Main topics covered will include:

  • Introduction to AI/ML: What is AI, ML, data science?
  • 5 Vs of big data and their meaning for AI
  • Case studies of AI/ML in healthcare
  • ML components:
    -Preprocessing: Data cleaning, missing data, data transformations
    -Data representation: Feature engineering (physics-based), dimension reduction (linear subspaces PCA vs. non-linear sub-spaces)
    -Deriving meaning: Clustering & its anatomy, what choices underlie meaningful clustering, comparing various clustering algorithms
    -Predictive modeling (regression/classification): Parametric vs. non-parametric, linear/logistic regression, LDA/QDA, SVM and random forests
  • Performance scoring from clustering: Internal and external validity, model selection
  • Performance scoring of predictive models: Goodness-of-fit, classification metrics
  • Machine learning caveats: Interpretability, GIGO, nested cross-validation, guarding against sample skew, train-test divergence, sample size
  • Unsupervised learning: Introduction to deep learning; convolutional neural networks

Part 2 Advanced Concepts of AI & ML in Medicine

Continuing on the background built in Module 1, Module 2 delves into some advanced concepts around case studies in radiology, radiation oncology, and precision medicine. Specifically, ideas of multi-modal data integration, learning with structured data and quality aspects of data, models and inference will be discussed.

Main topics covered will include:

  • Applications/case studies in radiology, and precision medicine
  • Multimodal learning & data integration
  • Distributed learning from large data repositories
  • Learning from small amounts of data
  • Ensuring data quality, model quality, and inferential quality/uncertainty
  • Bias-variance tradeoffs
  • Towards human-AI collaboration
  • Concrete needs for successful AI deployment

Part 3 Towards Responsible AI & ML in Medicine

Module 3 will deal with concepts and rubrics towards the assessment and principled deployment of ML models in healthcare. This requires consideration of many key tradeoffs between model performance, quality and responsible deployment in practical decision making systems.

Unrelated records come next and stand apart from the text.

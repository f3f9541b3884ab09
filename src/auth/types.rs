// Authentication types

use chrono::{DateTime, Utc};
use serde::Serialize;
use std::fmt;
use std::path::PathBuf;
use std::str::FromStr;

use super::claims::ClaimsMap;
use crate::error::{AuthError, Result};

/// Resource used when the caller does not name one
pub const DEFAULT_RESOURCE: &str = "https://graph.microsoft.com";

/// Scope suffix used when the caller does not name one
pub const DEFAULT_SCOPE: &str = ".default";

/// Login window for interactive and device code flows
pub const DEFAULT_LOGIN_TIMEOUT_SECONDS: u64 = 120;

/// Managed identity endpoints are absent on most machines, so probing must fail fast
pub const DEFAULT_MANAGED_IDENTITY_TIMEOUT_SECONDS: u64 = 1;

/// Named credential sources that can take part in a credential chain
#[derive(Debug, Clone, Copy, PartialEq, Eq, Hash)]
pub enum CredentialSource {
    Environment,
    AzurePowerShell,
    AzureCli,
    VisualStudio,
    SharedTokenCache,
    ManagedIdentity,
}

impl CredentialSource {
    /// Order used by the non-interactive flow when the caller gives none
    pub const DEFAULT_PRECEDENCE: [CredentialSource; 6] = [
        CredentialSource::Environment,
        CredentialSource::AzurePowerShell,
        CredentialSource::AzureCli,
        CredentialSource::VisualStudio,
        CredentialSource::SharedTokenCache,
        CredentialSource::ManagedIdentity,
    ];

    pub fn name(&self) -> &'static str {
        match self {
            CredentialSource::Environment => "Environment",
            CredentialSource::AzurePowerShell => "AzurePowerShell",
            CredentialSource::AzureCli => "AzureCLI",
            CredentialSource::VisualStudio => "VisualStudio",
            CredentialSource::SharedTokenCache => "SharedTokenCache",
            CredentialSource::ManagedIdentity => "ManagedIdentity",
        }
    }

    /// Reference documentation for the credential backing this source
    pub fn documentation_url(&self) -> &'static str {
        match self {
            CredentialSource::Environment => {
                "https://learn.microsoft.com/en-us/dotnet/api/azure.identity.environmentcredential"
            }
            CredentialSource::AzurePowerShell => {
                "https://learn.microsoft.com/en-us/dotnet/api/azure.identity.azurepowershellcredential"
            }
            CredentialSource::AzureCli => {
                "https://learn.microsoft.com/en-us/dotnet/api/azure.identity.azureclicredential"
            }
            CredentialSource::VisualStudio => {
                "https://learn.microsoft.com/en-us/dotnet/api/azure.identity.visualstudiocredential"
            }
            CredentialSource::SharedTokenCache => {
                "https://learn.microsoft.com/en-us/dotnet/api/azure.identity.sharedtokencachecredential"
            }
            CredentialSource::ManagedIdentity => {
                "https://learn.microsoft.com/en-us/dotnet/api/azure.identity.managedidentitycredential"
            }
        }
    }

    pub fn is_managed_identity(&self) -> bool {
        matches!(self, CredentialSource::ManagedIdentity)
    }
}

impl fmt::Display for CredentialSource {
    fn fmt(&self, f: &mut fmt::Formatter<'_>) -> fmt::Result {
        f.write_str(self.name())
    }
}

impl FromStr for CredentialSource {
    type Err = AuthError;

    fn from_str(s: &str) -> Result<Self> {
        CredentialSource::DEFAULT_PRECEDENCE
            .iter()
            .copied()
            .find(|source| source.name().eq_ignore_ascii_case(s.trim()))
            .ok_or_else(|| {
                AuthError::ConfigError(format!(
                    "Invalid credential source '{}', expected one of: {}",
                    s,
                    CredentialSource::DEFAULT_PRECEDENCE
                        .iter()
                        .map(|c| c.name())
                        .collect::<Vec<_>>()
                        .join(", ")
                ))
            })
    }
}

/// Parse a list of source names, keeping the first occurrence of each
pub fn parse_precedence<S: AsRef<str>>(names: &[S]) -> Result<Vec<CredentialSource>> {
    let sources = names
        .iter()
        .map(|name| name.as_ref().parse())
        .collect::<Result<Vec<CredentialSource>>>()?;
    Ok(dedup_precedence(&sources))
}

/// Remove repeated sources without changing the order of first appearance
pub fn dedup_precedence(sources: &[CredentialSource]) -> Vec<CredentialSource> {
    let mut unique = Vec::with_capacity(sources.len());
    for source in sources {
        if !unique.contains(source) {
            unique.push(*source);
        }
    }
    unique
}

/// Variant tag of the credential held by a session
#[derive(Debug, Clone, Copy, PartialEq, Eq)]
pub enum CredentialKind {
    Chained,
    Interactive,
    ManagedIdentity,
    DeviceCode,
    ClientSecret,
    ClientCertificate,
    ClientAssertion,
}

/// Client certificate material, either in memory or on disk
#[derive(Clone, PartialEq, Eq)]
pub enum CertificateSource {
    Bytes(Vec<u8>),
    Path(PathBuf),
}

impl fmt::Debug for CertificateSource {
    fn fmt(&self, f: &mut fmt::Formatter<'_>) -> fmt::Result {
        match self {
            CertificateSource::Bytes(bytes) => write!(f, "Bytes(<{} bytes>)", bytes.len()),
            CertificateSource::Path(path) => write!(f, "Path({})", path.display()),
        }
    }
}

/// Authentication method and its method-specific parameters
#[derive(Clone)]
pub enum AuthMethod {
    NonInteractive {
        credential_precedence: Vec<CredentialSource>,
        /// Applied to every source when set; the managed identity source always has its own
        timeout_seconds: Option<u64>,
        managed_identity_timeout_seconds: u64,
    },
    Interactive {
        client_id: Option<String>,
        token_cache: Option<String>,
        timeout_seconds: u64,
        use_unprotected_cache: bool,
    },
    DeviceCode {
        client_id: Option<String>,
        token_cache: Option<String>,
        timeout_seconds: u64,
        use_unprotected_cache: bool,
    },
    ManagedIdentity {
        client_id: Option<String>,
        timeout_seconds: u64,
    },
    WorkloadIdentity {
        client_id: String,
        external_token: String,
    },
    ClientSecret {
        client_id: String,
        client_secret: String,
    },
    ClientCertificate {
        client_id: String,
        certificate: CertificateSource,
    },
    Cache {
        client_id: Option<String>,
        token_cache: String,
        username: String,
        use_unprotected_cache: bool,
    },
}

impl AuthMethod {
    pub fn non_interactive() -> Self {
        AuthMethod::NonInteractive {
            credential_precedence: CredentialSource::DEFAULT_PRECEDENCE.to_vec(),
            timeout_seconds: None,
            managed_identity_timeout_seconds: DEFAULT_MANAGED_IDENTITY_TIMEOUT_SECONDS,
        }
    }

    pub fn name(&self) -> &'static str {
        match self {
            AuthMethod::NonInteractive { .. } => "non-interactive",
            AuthMethod::Interactive { .. } => "interactive",
            AuthMethod::DeviceCode { .. } => "device-code",
            AuthMethod::ManagedIdentity { .. } => "managed-identity",
            AuthMethod::WorkloadIdentity { .. } => "workload-identity",
            AuthMethod::ClientSecret { .. } => "client-secret",
            AuthMethod::ClientCertificate { .. } => "client-certificate",
            AuthMethod::Cache { .. } => "cache",
        }
    }

    fn token_cache(&self) -> Option<&str> {
        match self {
            AuthMethod::Interactive { token_cache, .. }
            | AuthMethod::DeviceCode { token_cache, .. } => token_cache.as_deref(),
            AuthMethod::Cache { token_cache, .. } => Some(token_cache),
            _ => None,
        }
    }
}
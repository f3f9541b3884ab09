// Token cache data types and constants

use chrono::{DateTime, Utc};
use serde::{Deserialize, Serialize};
use std::path::{Component, Path, PathBuf};

use crate::error::{AuthError, Result};

/// Public client id used when a cache is opened without one
pub const DEFAULT_CLIENT_ID: &str = "04b07795-8ddb-461a-bbee-02f9e1bf7b46";

/// Multi-tenant authority used when no tenant is given
pub const DEFAULT_AUTHORITY_TENANT: &str = "organizations";

/// Directory under the user root that holds named caches
pub const CACHE_ROOT_DIR: &str = ".IdentityService";

/// Name of the identity library's own cache file
pub const RESERVED_CACHE_NAME: &str = "msal.cache";

/// Removal refuses directories with more files than this
pub const MAX_CACHE_FILES: u64 = 10;

/// Removal refuses directories larger than this (5 MiB)
pub const MAX_CACHE_BYTES: u64 = 5 * 1024 * 1024;

/// Provider message emitted when a personal account hits the multi-tenant endpoint
pub const CONSUMERS_ENDPOINT_MARKER: &str = "Please do not use the /consumers endpoint";

const DANGEROUS_NAME_PATTERNS: [&str; 9] = ["..", "/", "\\", ":", "*", "?", "<", ">", "|"];

/// How the cache contents are stored at rest
#[derive(Debug, Clone, Copy, PartialEq, Eq)]
pub enum CacheProtection {
    /// Platform secret store
    Protected,
    /// Plaintext on disk; requires an explicit opt-in
    Unprotected,
}

impl CacheProtection {
    pub fn from_unprotected_flag(use_unprotected: bool) -> Self {
        if use_unprotected {
            CacheProtection::Unprotected
        } else {
            CacheProtection::Protected
        }
    }
}

/// One account found inside a cache
#[derive(Debug, Clone, PartialEq, Eq, Serialize, Deserialize)]
#[serde(rename_all = "camelCase")]
pub struct CacheAccount {
    pub username: Option<String>,
    pub home_object_id: Option<String>,
    #[serde(default)]
    pub tenant_id: Option<String>,
}

impl CacheAccount {
    /// Username, falling back to the object id
    pub fn display_name(&self) -> Option<&str> {
        self.username
            .as_deref()
            .filter(|u| !u.is_empty())
            .or(self.home_object_id.as_deref())
    }
}

/// Token returned by a cache-bound acquisition
#[derive(Debug, Clone)]
pub struct CacheTokenResponse {
    pub access_token: String,
    pub scopes: Vec<String>,
    pub expires_on: DateTime<Utc>,
    pub account: CacheAccount,
    pub tenant_id: Option<String>,
}

/// A named cache and how to reach it
#[derive(Debug, Clone)]
pub struct CacheTarget {
    pub name: String,
    pub client_id: Option<String>,
    pub tenant_id: Option<String>,
    pub protection: CacheProtection,
    /// Fully-qualified scopes
    pub scopes: Vec<String>,
    pub claims: Option<String>,
}

/// One cache directory as reported by enumeration
#[derive(Debug, Clone, Serialize)]
#[serde(rename_all = "camelCase")]
pub struct CacheDirectoryInfo {
    pub name: String,
    pub path: PathBuf,
    pub created_at: Option<DateTime<Utc>>,
    pub modified_at: Option<DateTime<Utc>>,
    pub account_count: Option<usize>,
    pub account_names: Option<Vec<String>>,
    /// Account details were requested and read successfully
    pub details_checked: bool,
}

/// Reject names that could escape the cache root or confuse the filesystem
pub fn validate_cache_name(name: &str) -> Result<()> {
    if name.trim().is_empty() {
        return Err(AuthError::ConfigError(
            "Token cache name cannot be empty".to_string(),
        ));
    }
    if let Some(pattern) = DANGEROUS_NAME_PATTERNS.iter().find(|p| name.contains(*p)) {
        return Err(AuthError::ConfigError(format!(
            "Token cache name '{}' contains the invalid sequence '{}'",
            name, pattern
        )));
    }

    // `.` would resolve to the cache root itself
    let mut components = Path::new(name).components();
    if !matches!(
        (components.next(), components.next()),
        (Some(Component::Normal(_)), None)
    ) {
        return Err(AuthError::ConfigError(format!(
            "Token cache name '{}' must name a single directory under the cache root",
            name
        )));
    }
    Ok(())
}

/// `<home>/.IdentityService`, or the local app data directory on Windows
pub fn default_cache_root() -> PathBuf {
    let base = if cfg!(windows) {
        dirs::data_local_dir()
    } else {
        dirs::home_dir()
    };
    base.unwrap_or_else(|| PathBuf::from(".")).join(CACHE_ROOT_DIR)
}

Main topics covered will include:

  • Responsible AI practices
  • Case study: Auditing of prostate segmentation & results
  • Data quality: Quality of inputs, quality of outputs
  • Model quality
  • Inferential quality
  • Bias assessment tools
  • Reproducible ML

Instructor Biography:

Arvind Rao, PhD, Associate Professor, Department of Computational Medicine and Bioinformatics, Radiation Oncology, Biostatistics, Biomedical Engineering, The University of Michigan, Ann Arbor
Arvind Rao is an Associate Professor in the Department of Computational Medicine and Bioinformatics, Radiation Oncology and Biomedical Engineering at the University of Michigan. Arvind received his PhD in Electrical Engineering and Bioinformatics from the University of Michigan, specializing in transcriptional genomics, and was a Lane Postdoctoral Fellow at Carnegie Mellon University, specializing in image informatics. He was previously on the faculty in Bioinformatics and Computational Biology at the University of Texas MD Andersen Cancer Center. His research group uses image analysis and AI/machine learning methods to mine and integrate different kinds of data sources for health applications like drug repurposing, genetic medicine, imaging diagnostics and health informatics. He has taught AI courses in academia as well as for industry pharma and healthcare conferences.